In the settings file, we defined two database settings, one default and one mssql_db. We generally have only one database in a simple project, but this shows you could define multiple database resources in your project. The default db will be hosted in PostgreSQL. Therefore, to run the sample project as is, you should have the corresponding database servers set up.

DATABASES = {
    'default': env.db(
        'DATABASE_URL', 
        default='postgres://postgres:postgres@localhost/django_tutorial'), 
}

DATABASES['mssql_db'] = { ... }

Also, you’ll need to define a custom router.py in your app.

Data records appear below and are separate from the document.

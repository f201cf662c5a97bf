//! Direct solver interface.

use crate::core::traits::MatShape;

/// Statistics reported by a direct solve.
#[derive(Clone, Debug, PartialEq)]
pub struct SolveStats<T> {
    /// Rank of the system matrix. Inversion only succeeds at full rank, so
    /// for a successful solve this is the system size `n`.
    pub rank: usize,
    /// ‖A x − b‖₂ for the returned solution.
    pub final_residual: T,
}

/// Common interface for direct solvers.
pub trait LinearSolver<M: MatShape, V> {
    type Error;
    /// Solve A·x = b, writing result into `x`.
    /// Returns solve stats (including the final residual).
    fn solve(
        &mut self,
        a: &M,
        b: &V,
        x: &mut V
    ) -> Result<SolveStats<<Self as LinearSolver<M, V>>::Scalar>, Self::Error>;
    type Scalar: Copy + PartialOrd;
}

pub mod gauss_jordan;
pub use gauss_jordan::GaussJordanSolver;
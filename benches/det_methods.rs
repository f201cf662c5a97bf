use criterion::{black_box, Criterion, criterion_group, criterion_main};
use rowred::Matrix;

fn bench_det_vs_laplace(c: &mut Criterion) {
    let n = 7;
    let a = Matrix::from_fn(n, n, |i, j| ((i * n + j) as f64).sin()).unwrap();

    c.bench_function("det by elimination", |ben| {
        ben.iter(|| black_box(&a).det().unwrap())
    });

    c.bench_function("det by laplace expansion", |ben| {
        ben.iter(|| black_box(&a).laplace_det().unwrap())
    });

    let big = Matrix::from_fn(100, 100, |i, j| ((i * 100 + j) as f64).cos() + if i == j { 100.0 } else { 0.0 }).unwrap();
    c.bench_function("inverse 100x100", |ben| {
        ben.iter(|| black_box(&big).inverse().unwrap())
    });
}

criterion_group!(benches, bench_det_vs_laplace);
criterion_main!(benches);
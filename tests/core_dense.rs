//! Tests for the dense matrix basics, vector operations and arithmetic.
//!
//! These tests exercise the public API end to end, including the algebraic
//! identities that must hold for random inputs.

use approx::assert_abs_diff_eq;
use rand::Rng;
use rowred::{LaError, MatShape, Matrix, dot_prod, magnitude};

fn random_matrix(h: usize, w: usize) -> Matrix<f64> {
    let mut rng = rand::thread_rng();
    Matrix::from_fn(h, w, |_, _| rng.gen_range(-10.0..10.0)).unwrap()
}

/// Multiplying by the identity on either side leaves a square matrix unchanged.
#[test]
fn identity_is_neutral_for_multiplication() {
    for n in 1..6 {
        let m = random_matrix(n, n);
        let i = Matrix::identity(n).unwrap();
        assert_eq!(m.checked_mul(&i).unwrap(), m);
        assert_eq!(i.checked_mul(&m).unwrap(), m);
    }
}

/// Transposing twice gives the original matrix back for any shape.
#[test]
fn double_transpose_is_identity() {
    for (h, w) in [(1, 1), (1, 4), (3, 2), (5, 5), (2, 7)] {
        let m = random_matrix(h, w);
        assert_eq!(m.transpose().dim(), (w, h));
        assert_eq!(m.transpose().transpose(), m);
    }
}

#[test]
fn sample_matrix_shape_and_transpose() {
    let m = Matrix::from_rows(vec![vec![1.0, 3.0], vec![5.0, 6.0], vec![4.0, 3.0]]).unwrap();
    assert_eq!(m.dim(), (3, 2));
    assert_eq!(
        m.transpose(),
        Matrix::from_rows(vec![vec![1.0, 5.0, 4.0], vec![3.0, 6.0, 3.0]]).unwrap()
    );
}

#[test]
fn dot_and_magnitude() {
    assert_eq!(dot_prod(&[1.0, 2.0, 3.0], &[4.0, 5.0, 6.0]).unwrap(), 32.0);
    assert_eq!(magnitude(&[3.0, 4.0]), 5.0);
}

#[test]
fn mismatched_product_fails() {
    let a = random_matrix(2, 3);
    let b = random_matrix(2, 2);
    assert!(matches!(a.checked_mul(&b), Err(LaError::DimensionMismatch { .. })));
}

/// A^5 by squaring matches five successive products.
#[test]
fn power_matches_repeated_multiplication() {
    let m = random_matrix(3, 3).scale(0.1);
    let mut expected = m.clone();
    for _ in 1..5 {
        expected = expected.checked_mul(&m).unwrap();
    }
    let got = m.pow(5).unwrap();
    for (x, y) in got.as_slice().iter().zip(expected.as_slice()) {
        assert_abs_diff_eq!(*x, *y, epsilon = 1e-9);
    }
}

/// (A + B)ᵀ = Aᵀ + Bᵀ and (AB)ᵀ = BᵀAᵀ.
#[test]
fn transpose_distributes() {
    let a = random_matrix(3, 4);
    let b = random_matrix(3, 4);
    let c = random_matrix(4, 2);
    assert_eq!(
        a.checked_add(&b).unwrap().transpose(),
        a.transpose().checked_add(&b.transpose()).unwrap()
    );
    let lhs = a.checked_mul(&c).unwrap().transpose();
    let rhs = c.transpose().checked_mul(&a.transpose()).unwrap();
    for (x, y) in lhs.as_slice().iter().zip(rhs.as_slice()) {
        assert_abs_diff_eq!(*x, *y, epsilon = 1e-9);
    }
}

In the sample project, the app name is sqlserver and in the sqlserver/router.py, you can see whenever we are requesting for a model whose app_label is sqlserer, we should refer back to the db settings with mssql_db key.

class SqlServerRouter:
  def db_for_read(self, model, **hints):
    if model._meta.app_label == 'sqlserver':
      return 'mssql_db'
    return None

  def db_for_write(self, model, **hints):
    if model._meta.app_label == 'sqlserver':
      return 'mssql_db'
    return None

Implementation and Conculsion

The smaple project also defines custom manager classes sqlserver/manager.py as the interface for some db operations. This is more of a style thing, you might as well code the same functionality in your views.py instead. Lastly, to test the everything is hooked up, I wrote two simple views (a class view and a function view). In sqlserver/views.py. class EmployeeDetail inherits from TemplateView and will return a template (html file) named employee_detail.html. salary_view is a function view and will return JSONResponse. If you have set up everything correctly, you should see the app running such as below. The style is really bad I know but considering we’ve gone through a whole lot just to get the app to run, you should feel good about it if you are able to get this far.

image2

Django is fairly comprehensive tool and if you are building an API web server, you could additionally take a look at Django Rest framework. We use it in one of our production site and has worked great. The framework supports authentication, serialization, custom filters, and have a set of default views for the normal querying, adding, updating, and deleting operations of the db resources.